Molecular tests can be useful to detect these organisms in early/acute stages of infection, when genetic material from the pathogen can be detected but antibodies remain below the limit of detection (LoD) of serologic assays.2,10-12 Quest offers molecular and/or serological tests for B burgdorferi, B miyamotoi, A phagocytophilum, E chaffeensis, and B microti, individually (see Test Directory for individual test codes) and in 2 panels (Table 2).

Question 11. Where can I find information from Quest on trends in tick-borne diseases?

For information on trends in tick-borne diseases in the United States, please read the Quest Diagnostics Health Trends Lyme Disease report available at QuestDiagnostics.com/dms/Documents/health-trends/Quest_LymeDiseaseTrendsReport_2018.pdf.

Question 12. Where can I find information on additional tests for tick-borne diseases available at Quest? 

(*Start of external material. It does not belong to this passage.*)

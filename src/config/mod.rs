// src/config/mod.rs
pub mod tracker;

pub use tracker::{NewsApiConfig, ScorerConfig, ScorerKind, TrackerConfig};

Click here for a list of additional tests for tick-borne infectious diseases at Quest. 

References

  1. Lyme Disease. Centers for Disease Control and Prevention. Reviewed December 16, 2019. Accessed June 15, 2020. https://www.cdc.gov/lyme/index.html
  2. Centers for Disease Control and Prevention. Tickborne Diseases of the United States: A Reference Manual for Healthcare Providers. 5th ed. US Department of Health and Human Services; 2018. Accessed June 15, 2020. https://www.cdc.gov/ticks/tickbornediseases/TickborneDiseases-P.pdf
  3. Mead P, Petersen J, Hinckley A. Updated CDC recommendation for serologic diagnosis of Lyme disease. MMWR Morb Mortal Wkly Rep. 2019;68(32):703. doi:10.15585/mmwr.mm6832a4
  4. Zeus ELISA Borrelia VIsE1/pepC10 IgG/IgM Test System. Package insert. Zeus Scientific Inc; 2019. 
  5. Wormser GP, Dattwyler RJ, Shapiro ED, et al. The clinical assessment, treatment, and prevention of Lyme disease, human granulocytic anaplasmosis, and babesiosis: clinical practice guidelines by the Infectious Diseases Society of America. Clin Infect Dis. 2006;43(9):1089–1134. doi:10.1086/508667
  6. Waddell LA, Greig J, Mascarenhas M, et al. The accuracy of diagnostic tests for Lyme disease in humans, a systematic review and meta-analysis of North American research. PLoS One. 2016; 11(12): e0168613. doi:10.1371/journal.pone.0168613
  7. Kalish RA, Kaplan RF, Taylor E, et al. Evaluation of study patients with Lyme disease, 10–20-year follow-up. J Infect Dis. 2001;183(3):453-460. doi:10.1086/318082
  8. Nadelman RB, Hanincová K, Mukherjee P, et al. Differentiation of reinfection from relapse in recurrent Lyme disease. N Engl J Med. 2012;367(20):1883-1890. doi:10.1056/NEJMoa1114362
  9. Krause PJ, Foley DT, Burke GS, et al. Reinfection and relapse in early Lyme disease. Am J Trop Med Hyg. 2006;75(6):1090-1094.
  10. Schlachter S, Chan K, Marras SAE, et al. Detection and differentiation of Lyme spirochetes and other tick-borne pathogens from blood using real-time PCR with molecular beacons. Methods Mol Biol. 2017;1616:155-170. doi:10.1007/978-1-4939-7037-7_10
  11. Hojgaard A, Lukacik G, Piesman J. Detection of Borrelia burgdorferi, Anaplasma phagocytophilum and Babesia microti, with two different multiplex PCR assays. Ticks Tick Borne Dis. 2014;5(3):349-351. doi:10.1016/j.ttbdis.2013.12.001
  12. Tokarz R, Tagliafierro T, Cucura DM, et al. Detection of Anaplasma phagocytophilum, Babesia microti, Borrelia burgdorferi, Borrelia miyamotoi, and Powassan virus in ticks by a multiplex real-time reverse transcription-PCR assay. mSphere. 2017;2(2):e00151-17. doi:10.1128/mSphere.00151-17
This FAQ is provided for informational purposes only and is not intended as medical advice. A clinician’s test selection and interpretation, diagnosis, and patient management decisions should be based on his/her education, clinical expertise, and assessment of the patient.